Mrs. Allen also questioned the motives of two Canadian court reporters that have complained about the judge, saying they disliked Justice Levers because she rebuked them for wearing knee-length skirts and sleeveless shirts.
‘That is not acceptable in her court,’ Mrs. Allen said.
She disagreed with claims from court reporters that the judge was biased against women, Crown Counsels and certain nationalities, saying Mrs. Levers was fair to all but would not tolerate unprepared attorneys, inappropriately dressed police officers or Crown Counsels that kept doctors that were appearing as witnesses waiting.
‘She has certain standards for her court room and you have to actually keep up to those standards,’ Mrs. Allen said.
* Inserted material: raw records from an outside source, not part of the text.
mod done_flag;
pub mod todo;

use axum::{
    Json,
    extract::{FromRequest, Request, rejection::JsonRejection},
    http::StatusCode,
    response::{IntoResponse, Response},
};
use serde::de::DeserializeOwned;

use crate::{error::AppError, response::JsonApiResponse};

pub use done_flag::DoneFlag;
pub use todo::{CreateTodoInput, TodoItemResponse, UpdateTodoInput};

/// Boundary check turning a raw request body into service input.
pub trait Validate {
    type Output;

    fn validate(self) -> Result<Self::Output, AppError>;
}

/// JSON body extractor that rejects malformed or invalid input with
/// [`AppError::Validation`] before a handler runs. Transport-level rejections
/// (body too large, wrong content type) keep their own status.
pub struct ValidatedJson<T: Validate>(pub T::Output);

impl<S, T> FromRequest<S> for ValidatedJson<T>
where
    S: Send + Sync,
    T: Validate + DeserializeOwned,
{
    type Rejection = Response;

    async fn from_request(req: Request, state: &S) -> Result<Self, Self::Rejection> {
        let Json(body) = Json::<T>::from_request(req, state)
            .await
            .map_err(rejection_response)?;
        body.validate()
            .map(ValidatedJson)
            .map_err(IntoResponse::into_response)
    }
}

fn rejection_response(rejection: JsonRejection) -> Response {
    match rejection.status() {
        StatusCode::BAD_REQUEST | StatusCode::UNPROCESSABLE_ENTITY => {
            AppError::validation(rejection.body_text()).into_response()
        }
        status => JsonApiResponse::failure(status, rejection.body_text()).into_response(),
    }
}
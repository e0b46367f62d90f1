use async_trait::async_trait;
use sea_orm::{ActiveValue::Unchanged, DatabaseConnection, Set};
use uuid::Uuid;

use super::{DaoBase, DaoResult};
use crate::db::entities::prelude::TodoItem;
use crate::db::entities::todo_item;
use crate::db::repository::{NewTodo, TodoRepository};

#[derive(Clone)]
pub struct TodoDao {
    db: DatabaseConnection,
}

impl DaoBase for TodoDao {
    type Entity = TodoItem;

    fn new(db: &DatabaseConnection) -> Self {
        Self { db: db.clone() }
    }

    fn db(&self) -> &DatabaseConnection {
        &self.db
    }
}

#[async_trait]
impl TodoRepository for TodoDao {
    async fn find_all(&self) -> DaoResult<Vec<todo_item::Model>> {
        DaoBase::find_all(self).await
    }

    async fn find_one_or_fail(&self, id: Uuid) -> DaoResult<todo_item::Model> {
        DaoBase::find_by_id(self, id).await
    }

    async fn create(&self, data: NewTodo) -> DaoResult<todo_item::Model> {
        let model = todo_item::ActiveModel {
            task: Set(data.task),
            is_done: Set(data.is_done),
            ..Default::default()
        };
        DaoBase::create(self, model).await
    }

    async fn save(&self, item: todo_item::Model) -> DaoResult<todo_item::Model> {
        // id and deleted_at stay out of the SET clause
        let active = todo_item::ActiveModel {
            id: Unchanged(item.id),
            task: Set(item.task),
            is_done: Set(item.is_done),
            ..Default::default()
        };
        DaoBase::save(self, item.id, active).await
    }

    async fn soft_delete(&self, id: Uuid) -> DaoResult<()> {
        DaoBase::soft_delete(self, id).await
    }
}
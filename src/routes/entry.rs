use std::sync::Arc;

use axum::{Router, middleware};
use tower_http::trace::TraceLayer;

use crate::{
    middleware::{catch_panic_layer, json_error_middleware},
    state::AppState,
};

use super::{public, todo};

pub const API_PREFIX: &str = "/api/v1";

pub fn router(state: Arc<AppState>) -> Router {
    let api = Router::new()
        .merge(public::router())
        .merge(todo::router(state));

    Router::new().nest(API_PREFIX, api)
}

/// The routed application with error normalisation, panic catching and
/// request tracing applied.
pub fn app(state: Arc<AppState>) -> Router {
    router(state)
        .layer(middleware::from_fn(json_error_middleware))
        .layer(catch_panic_layer())
        .layer(TraceLayer::new_for_http())
}
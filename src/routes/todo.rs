use std::sync::Arc;

use axum::{
    Router,
    extract::{Path, State},
    http::StatusCode,
    routing::get,
};
use uuid::Uuid;

use crate::{
    dto::{CreateTodoInput, TodoItemResponse, UpdateTodoInput, ValidatedJson},
    error::AppError,
    response::{ApiResult, JsonApiResponse},
    services::{ServiceContext, TodoService},
    state::AppState,
};

pub fn router(state: Arc<AppState>) -> Router {
    Router::new()
        .route("/todos", get(index).post(create))
        .route(
            "/todos/{id}",
            get(show).patch(update).put(update).delete(destroy),
        )
        .with_state(state)
}

async fn index(State(state): State<Arc<AppState>>) -> ApiResult<Vec<TodoItemResponse>> {
    let items = todo_service_from_state(&state).find_all().await?;
    JsonApiResponse::ok(items.into_iter().map(TodoItemResponse::from).collect())
}

async fn create(
    State(state): State<Arc<AppState>>,
    ValidatedJson(data): ValidatedJson<CreateTodoInput>,
) -> ApiResult<TodoItemResponse> {
    let item = todo_service_from_state(&state).create(data).await?;
    JsonApiResponse::with_status(StatusCode::CREATED, "created", item.into())
}

async fn show(
    State(state): State<Arc<AppState>>,
    Path(id): Path<String>,
) -> ApiResult<TodoItemResponse> {
    let item = todo_service_from_state(&state)
        .find_one_or_fail(parse_id(&id)?)
        .await?;
    JsonApiResponse::ok(item.into())
}

async fn update(
    State(state): State<Arc<AppState>>,
    Path(id): Path<String>,
    ValidatedJson(data): ValidatedJson<UpdateTodoInput>,
) -> ApiResult<TodoItemResponse> {
    let item = todo_service_from_state(&state)
        .update(parse_id(&id)?, data)
        .await?;
    JsonApiResponse::ok(item.into())
}

async fn destroy(
    State(state): State<Arc<AppState>>,
    Path(id): Path<String>,
) -> Result<StatusCode, AppError> {
    todo_service_from_state(&state)
        .delete_by_id(parse_id(&id)?)
        .await?;
    Ok(StatusCode::NO_CONTENT)
}

// Ids are UUIDs; anything else cannot name a stored item.
fn parse_id(raw: &str) -> Result<Uuid, AppError> {
    Uuid::parse_str(raw).map_err(|_| AppError::not_found("Todo item not found"))
}

fn todo_service_from_state(state: &AppState) -> TodoService {
    ServiceContext::from_state(state).todo()
}
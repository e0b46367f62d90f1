use std::sync::Arc;

use uuid::Uuid;

use crate::{
    db::dao::DaoLayerError,
    db::entities::todo_item,
    db::repository::{NewTodo, TodoChanges, TodoRepository},
    error::AppError,
};

const NOT_FOUND_MESSAGE: &str = "Todo item not found";

#[derive(Clone, Copy, Debug)]
enum TodoOp {
    List,
    Find,
    Create,
    Update,
    Delete,
}

impl TodoOp {
    fn failure_context(self) -> &'static str {
        match self {
            TodoOp::List | TodoOp::Find => "Find failed",
            TodoOp::Create => "Create failed",
            TodoOp::Update => "Update failed",
            TodoOp::Delete => "Delete failed",
        }
    }
}

/// Existence checks and repository orchestration for todo items.
///
/// Every mutating call resolves the item first, so a missing or
/// soft-deleted id fails with [`AppError::NotFound`] before anything is
/// written. Storage errors are passed through as [`AppError::Storage`]
/// without retries.
#[derive(Clone)]
pub struct TodoService {
    repo: Arc<dyn TodoRepository>,
}

impl TodoService {
    pub fn new(repo: Arc<dyn TodoRepository>) -> Self {
        Self { repo }
    }

    pub async fn find_all(&self) -> Result<Vec<todo_item::Model>, AppError> {
        self.repo
            .find_all()
            .await
            .map_err(|err| map_error(TodoOp::List, err))
    }

    pub async fn find_one_or_fail(&self, id: Uuid) -> Result<todo_item::Model, AppError> {
        self.repo
            .find_one_or_fail(id)
            .await
            .map_err(|err| map_error(TodoOp::Find, err))
    }

    pub async fn create(&self, data: NewTodo) -> Result<todo_item::Model, AppError> {
        let item = self
            .repo
            .create(data)
            .await
            .map_err(|err| map_error(TodoOp::Create, err))?;
        tracing::info!(todo_id = %item.id, "todo created");
        Ok(item)
    }

    pub async fn update(&self, id: Uuid, data: TodoChanges) -> Result<todo_item::Model, AppError> {
        let existing = self.find_one_or_fail(id).await?;
        let merged = self.repo.merge(existing, data);
        let item = self
            .repo
            .save(merged)
            .await
            .map_err(|err| map_error(TodoOp::Update, err))?;
        tracing::debug!(todo_id = %item.id, "todo updated");
        Ok(item)
    }

    pub async fn delete_by_id(&self, id: Uuid) -> Result<(), AppError> {
        self.find_one_or_fail(id).await?;
        self.repo
            .soft_delete(id)
            .await
            .map_err(|err| map_error(TodoOp::Delete, err))?;
        tracing::info!(todo_id = %id, "todo soft-deleted");
        Ok(())
    }
}

fn map_error(op: TodoOp, err: DaoLayerError) -> AppError {
    match err {
        DaoLayerError::NotFound { .. } => AppError::not_found(NOT_FOUND_MESSAGE),
        DaoLayerError::Db(db_err) => {
            let message = format!(
                "{}. Please check the logs for more details",
                op.failure_context()
            );
            AppError::storage(message, db_err)
        }
    }
}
Also appearing via video-link Monday was a Canadian mother who said the judge had made derogatory remarks towards her in a child custody case.
The woman, who cannot be named for legal reasons, told the tribunal the judge at one point said ‘How am I to know that you are, in fact, a good mother? You are obviously a liar.’
In another instance, she claims the judge said ‘you people come here and have babies for these men and then leave thinking someone else will raise their children up in Canada. I suppose you have no money either. There is after all a welfare system in Canada.’
The woman’s lawyer, Zena Merren, in a statement to the tribunal, said she remembers the judge referring to her client as ‘you people’, but does not recall the other comments her client has complained of.
After losing her case, the woman later approached Canadian QC and former Cayman Islands judge Dale Sanderson about bringing an appeal against Justice Levers’ order in a Canadian court.
Mr. Sanderson – who Mrs. Levers’ lawyers have accused of conspiring to undermine Mrs. Levers – decided it would not be appropriate for him to represent the woman, but agreed to pass her complaint onto Chief Justice Anthony Smellie.
Her appeal to have the order changed in a court in British Columbia, Canada, was ultimately unsuccessful.
‘That’s the problem isn’t it? That’s what rankles you,’ said Stanley Brodie QC, for Justice Levers. ‘You have failed to get the order you wanted?
‘There are two issues at hand I believe,’ the woman said. ‘There is the order and I did not agree with the order, and there was the conduct (of the judge).’
Mr. Brodie responded: ‘The complaints you are making about Madam Justice Levers have absolutely no foundation whatsoever, have they?’
‘I think they do,’ the woman threw back.